# WHAT THE TASK ASKS
In the records below, find every line with the word "SafetyGate" and copy it.
▼▼▼
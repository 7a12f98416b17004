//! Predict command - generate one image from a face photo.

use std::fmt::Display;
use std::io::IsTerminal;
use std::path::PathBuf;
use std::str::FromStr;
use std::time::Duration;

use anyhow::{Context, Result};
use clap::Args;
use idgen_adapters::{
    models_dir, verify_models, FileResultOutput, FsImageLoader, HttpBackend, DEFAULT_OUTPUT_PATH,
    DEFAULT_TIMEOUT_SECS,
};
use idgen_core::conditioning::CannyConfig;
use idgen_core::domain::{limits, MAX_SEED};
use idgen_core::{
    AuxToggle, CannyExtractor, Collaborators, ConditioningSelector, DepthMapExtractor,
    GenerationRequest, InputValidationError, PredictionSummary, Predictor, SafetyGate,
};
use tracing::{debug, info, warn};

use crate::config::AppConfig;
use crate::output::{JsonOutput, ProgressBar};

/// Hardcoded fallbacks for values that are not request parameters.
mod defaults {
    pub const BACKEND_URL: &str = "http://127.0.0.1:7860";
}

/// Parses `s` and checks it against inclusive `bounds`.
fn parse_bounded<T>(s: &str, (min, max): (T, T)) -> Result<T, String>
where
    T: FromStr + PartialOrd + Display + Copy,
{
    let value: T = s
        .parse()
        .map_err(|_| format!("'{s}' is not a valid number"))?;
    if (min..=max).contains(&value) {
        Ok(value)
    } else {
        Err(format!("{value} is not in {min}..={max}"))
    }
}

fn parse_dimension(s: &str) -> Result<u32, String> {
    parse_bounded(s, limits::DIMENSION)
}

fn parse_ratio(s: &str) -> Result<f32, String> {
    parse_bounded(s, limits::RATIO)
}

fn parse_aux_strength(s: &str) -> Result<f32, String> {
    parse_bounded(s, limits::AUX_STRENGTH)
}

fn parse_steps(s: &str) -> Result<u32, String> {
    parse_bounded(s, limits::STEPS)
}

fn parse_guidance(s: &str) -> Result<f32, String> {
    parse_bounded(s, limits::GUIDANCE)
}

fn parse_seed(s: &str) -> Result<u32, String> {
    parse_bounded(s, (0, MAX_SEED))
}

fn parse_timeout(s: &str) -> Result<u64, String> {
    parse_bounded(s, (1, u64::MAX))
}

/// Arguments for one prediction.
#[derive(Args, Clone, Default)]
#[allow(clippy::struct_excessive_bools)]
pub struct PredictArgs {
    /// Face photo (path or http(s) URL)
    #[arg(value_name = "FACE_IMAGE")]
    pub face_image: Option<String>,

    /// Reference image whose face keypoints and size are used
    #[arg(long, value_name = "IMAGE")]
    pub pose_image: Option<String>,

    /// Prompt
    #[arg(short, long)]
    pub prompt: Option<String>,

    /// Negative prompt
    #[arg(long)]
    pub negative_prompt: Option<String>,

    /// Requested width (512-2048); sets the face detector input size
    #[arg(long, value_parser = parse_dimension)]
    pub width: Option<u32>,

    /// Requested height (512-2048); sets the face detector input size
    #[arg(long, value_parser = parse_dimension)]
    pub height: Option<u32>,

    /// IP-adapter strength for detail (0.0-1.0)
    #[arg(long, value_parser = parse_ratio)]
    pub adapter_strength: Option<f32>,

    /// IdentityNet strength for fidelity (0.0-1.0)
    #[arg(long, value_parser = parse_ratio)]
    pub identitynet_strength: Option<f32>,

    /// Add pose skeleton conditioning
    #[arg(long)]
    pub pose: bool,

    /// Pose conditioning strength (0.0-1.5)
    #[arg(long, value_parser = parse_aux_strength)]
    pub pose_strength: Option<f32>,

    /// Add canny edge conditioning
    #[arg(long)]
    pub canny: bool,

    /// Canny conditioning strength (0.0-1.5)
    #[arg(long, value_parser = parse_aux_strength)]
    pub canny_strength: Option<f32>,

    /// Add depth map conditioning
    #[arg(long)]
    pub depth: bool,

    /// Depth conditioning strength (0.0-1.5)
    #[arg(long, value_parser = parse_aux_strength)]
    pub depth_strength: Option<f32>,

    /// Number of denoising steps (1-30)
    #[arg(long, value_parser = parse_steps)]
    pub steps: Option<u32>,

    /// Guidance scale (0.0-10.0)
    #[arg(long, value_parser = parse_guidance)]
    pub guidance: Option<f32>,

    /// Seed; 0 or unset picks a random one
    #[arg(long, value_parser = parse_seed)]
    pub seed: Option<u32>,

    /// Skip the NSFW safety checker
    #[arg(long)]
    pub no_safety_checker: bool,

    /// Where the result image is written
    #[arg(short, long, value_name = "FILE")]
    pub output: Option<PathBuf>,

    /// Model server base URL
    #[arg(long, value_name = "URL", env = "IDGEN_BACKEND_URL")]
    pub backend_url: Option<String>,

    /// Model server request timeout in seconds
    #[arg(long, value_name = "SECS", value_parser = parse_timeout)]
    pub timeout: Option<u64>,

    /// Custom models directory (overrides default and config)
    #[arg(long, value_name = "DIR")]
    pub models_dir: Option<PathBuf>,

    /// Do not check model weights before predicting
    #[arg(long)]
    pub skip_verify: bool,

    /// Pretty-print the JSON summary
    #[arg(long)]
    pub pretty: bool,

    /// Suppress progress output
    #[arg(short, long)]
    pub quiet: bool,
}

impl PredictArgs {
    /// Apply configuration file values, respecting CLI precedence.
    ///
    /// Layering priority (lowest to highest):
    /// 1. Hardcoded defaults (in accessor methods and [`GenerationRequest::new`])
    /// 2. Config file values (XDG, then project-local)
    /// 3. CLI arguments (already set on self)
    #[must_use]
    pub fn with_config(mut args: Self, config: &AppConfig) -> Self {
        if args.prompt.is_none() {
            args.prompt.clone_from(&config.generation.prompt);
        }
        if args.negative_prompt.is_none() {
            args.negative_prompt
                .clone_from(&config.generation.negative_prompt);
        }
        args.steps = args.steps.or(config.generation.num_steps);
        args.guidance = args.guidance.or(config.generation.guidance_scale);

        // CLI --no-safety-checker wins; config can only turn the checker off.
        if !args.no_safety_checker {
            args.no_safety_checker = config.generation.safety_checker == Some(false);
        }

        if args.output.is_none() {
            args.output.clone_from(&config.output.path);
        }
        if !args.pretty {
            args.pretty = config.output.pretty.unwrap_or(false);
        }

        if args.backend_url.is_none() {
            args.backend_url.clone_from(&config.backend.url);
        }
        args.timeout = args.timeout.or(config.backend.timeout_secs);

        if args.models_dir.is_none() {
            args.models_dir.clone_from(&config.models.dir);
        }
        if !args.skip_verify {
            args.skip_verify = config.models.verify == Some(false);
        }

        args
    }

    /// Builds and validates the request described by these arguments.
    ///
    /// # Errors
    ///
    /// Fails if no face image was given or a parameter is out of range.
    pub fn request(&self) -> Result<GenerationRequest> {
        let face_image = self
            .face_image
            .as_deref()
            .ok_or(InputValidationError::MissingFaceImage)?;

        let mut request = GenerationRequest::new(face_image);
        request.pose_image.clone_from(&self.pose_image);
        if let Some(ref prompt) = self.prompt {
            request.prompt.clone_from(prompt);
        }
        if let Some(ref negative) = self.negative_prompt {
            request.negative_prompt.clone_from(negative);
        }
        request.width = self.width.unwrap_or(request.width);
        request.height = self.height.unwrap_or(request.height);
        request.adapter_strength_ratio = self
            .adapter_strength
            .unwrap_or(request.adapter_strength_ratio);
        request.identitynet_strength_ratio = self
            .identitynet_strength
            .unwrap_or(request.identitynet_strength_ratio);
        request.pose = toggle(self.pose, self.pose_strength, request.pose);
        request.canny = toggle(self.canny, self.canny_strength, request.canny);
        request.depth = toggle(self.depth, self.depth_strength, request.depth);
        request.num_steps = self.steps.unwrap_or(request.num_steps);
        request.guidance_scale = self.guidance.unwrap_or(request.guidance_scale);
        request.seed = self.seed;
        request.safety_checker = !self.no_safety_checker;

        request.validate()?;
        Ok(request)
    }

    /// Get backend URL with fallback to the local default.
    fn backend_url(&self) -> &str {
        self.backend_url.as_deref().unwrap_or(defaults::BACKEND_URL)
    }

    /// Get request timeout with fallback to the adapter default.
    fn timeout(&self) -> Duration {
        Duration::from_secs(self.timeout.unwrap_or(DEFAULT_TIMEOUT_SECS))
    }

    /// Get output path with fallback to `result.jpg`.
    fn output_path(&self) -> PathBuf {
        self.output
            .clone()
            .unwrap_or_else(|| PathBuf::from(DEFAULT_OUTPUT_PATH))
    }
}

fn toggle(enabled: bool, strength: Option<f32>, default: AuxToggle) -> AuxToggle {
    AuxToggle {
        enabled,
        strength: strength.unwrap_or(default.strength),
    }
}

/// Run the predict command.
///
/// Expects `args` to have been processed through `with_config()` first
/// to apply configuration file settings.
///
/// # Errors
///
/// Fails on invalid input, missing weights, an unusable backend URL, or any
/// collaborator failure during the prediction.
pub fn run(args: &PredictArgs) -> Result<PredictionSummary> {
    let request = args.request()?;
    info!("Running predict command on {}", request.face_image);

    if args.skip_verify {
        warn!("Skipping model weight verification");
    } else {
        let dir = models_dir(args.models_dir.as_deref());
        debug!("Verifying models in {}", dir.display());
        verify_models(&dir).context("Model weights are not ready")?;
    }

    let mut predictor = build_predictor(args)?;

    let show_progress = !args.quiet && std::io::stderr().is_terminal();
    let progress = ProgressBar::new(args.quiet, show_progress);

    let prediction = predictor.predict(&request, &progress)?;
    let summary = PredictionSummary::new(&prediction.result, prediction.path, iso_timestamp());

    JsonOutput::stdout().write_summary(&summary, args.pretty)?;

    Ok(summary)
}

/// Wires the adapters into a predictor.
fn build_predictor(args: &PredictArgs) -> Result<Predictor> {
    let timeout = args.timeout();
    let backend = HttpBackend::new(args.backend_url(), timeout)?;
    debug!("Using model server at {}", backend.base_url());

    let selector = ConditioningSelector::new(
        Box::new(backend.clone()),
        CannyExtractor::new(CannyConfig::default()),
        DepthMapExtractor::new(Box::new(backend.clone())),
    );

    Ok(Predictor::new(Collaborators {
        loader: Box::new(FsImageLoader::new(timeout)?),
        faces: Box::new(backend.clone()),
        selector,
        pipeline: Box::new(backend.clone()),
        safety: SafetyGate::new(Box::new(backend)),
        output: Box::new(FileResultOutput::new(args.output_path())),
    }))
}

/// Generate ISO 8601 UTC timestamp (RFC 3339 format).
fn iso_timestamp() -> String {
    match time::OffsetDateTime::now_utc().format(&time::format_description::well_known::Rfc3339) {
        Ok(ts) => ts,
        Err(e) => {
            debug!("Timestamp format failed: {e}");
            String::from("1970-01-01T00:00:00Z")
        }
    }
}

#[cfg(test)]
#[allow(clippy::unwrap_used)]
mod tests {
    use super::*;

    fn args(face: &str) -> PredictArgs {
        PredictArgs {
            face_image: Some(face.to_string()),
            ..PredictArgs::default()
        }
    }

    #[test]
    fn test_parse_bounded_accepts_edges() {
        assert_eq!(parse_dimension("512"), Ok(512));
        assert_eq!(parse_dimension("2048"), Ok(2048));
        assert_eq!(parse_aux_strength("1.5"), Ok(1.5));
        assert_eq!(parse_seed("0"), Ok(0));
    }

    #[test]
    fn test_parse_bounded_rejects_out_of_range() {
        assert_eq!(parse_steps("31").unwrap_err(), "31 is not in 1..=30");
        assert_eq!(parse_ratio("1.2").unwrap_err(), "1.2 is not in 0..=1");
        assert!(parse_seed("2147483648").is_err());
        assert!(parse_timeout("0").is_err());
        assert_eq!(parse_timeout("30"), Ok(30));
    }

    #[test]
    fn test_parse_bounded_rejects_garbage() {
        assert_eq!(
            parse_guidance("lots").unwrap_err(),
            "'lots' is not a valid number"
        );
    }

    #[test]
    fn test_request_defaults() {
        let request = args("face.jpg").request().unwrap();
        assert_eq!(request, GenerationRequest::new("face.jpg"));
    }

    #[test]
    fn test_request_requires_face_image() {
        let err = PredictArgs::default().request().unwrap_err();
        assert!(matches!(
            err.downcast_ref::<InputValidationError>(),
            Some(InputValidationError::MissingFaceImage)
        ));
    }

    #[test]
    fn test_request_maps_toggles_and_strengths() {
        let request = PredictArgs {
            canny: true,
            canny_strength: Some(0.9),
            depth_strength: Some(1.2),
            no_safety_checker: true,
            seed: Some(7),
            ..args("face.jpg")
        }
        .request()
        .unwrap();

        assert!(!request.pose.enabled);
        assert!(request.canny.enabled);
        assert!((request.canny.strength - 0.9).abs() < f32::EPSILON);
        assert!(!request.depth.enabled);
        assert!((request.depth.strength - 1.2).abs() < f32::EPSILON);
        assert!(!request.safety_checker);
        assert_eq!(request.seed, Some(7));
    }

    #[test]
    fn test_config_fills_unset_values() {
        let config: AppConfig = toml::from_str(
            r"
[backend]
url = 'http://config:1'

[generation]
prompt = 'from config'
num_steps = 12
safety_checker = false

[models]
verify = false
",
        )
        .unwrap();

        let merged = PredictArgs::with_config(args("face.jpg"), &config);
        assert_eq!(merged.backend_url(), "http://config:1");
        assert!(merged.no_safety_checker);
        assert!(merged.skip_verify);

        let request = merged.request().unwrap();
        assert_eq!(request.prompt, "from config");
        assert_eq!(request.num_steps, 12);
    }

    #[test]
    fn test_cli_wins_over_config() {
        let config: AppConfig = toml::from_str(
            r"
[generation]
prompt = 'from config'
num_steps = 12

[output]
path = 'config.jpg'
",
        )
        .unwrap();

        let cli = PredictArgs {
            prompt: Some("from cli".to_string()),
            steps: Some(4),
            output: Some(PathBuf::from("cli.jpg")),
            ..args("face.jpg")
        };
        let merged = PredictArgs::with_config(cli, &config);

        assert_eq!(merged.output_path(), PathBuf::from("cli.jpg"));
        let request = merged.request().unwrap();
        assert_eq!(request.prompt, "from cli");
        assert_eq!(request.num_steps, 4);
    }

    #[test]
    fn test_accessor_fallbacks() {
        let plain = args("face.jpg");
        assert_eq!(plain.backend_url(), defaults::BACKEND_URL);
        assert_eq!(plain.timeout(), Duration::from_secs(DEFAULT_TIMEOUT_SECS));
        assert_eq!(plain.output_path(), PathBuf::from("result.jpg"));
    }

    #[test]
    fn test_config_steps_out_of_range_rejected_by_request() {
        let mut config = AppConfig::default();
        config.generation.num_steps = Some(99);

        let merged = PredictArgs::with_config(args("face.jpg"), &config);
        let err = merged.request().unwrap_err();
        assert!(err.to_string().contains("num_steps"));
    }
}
▲▲▲
# WORKED SOLUTION
    GenerationRequest, InputValidationError, PredictionSummary, Predictor, SafetyGate,
        safety: SafetyGate::new(Box::new(backend)),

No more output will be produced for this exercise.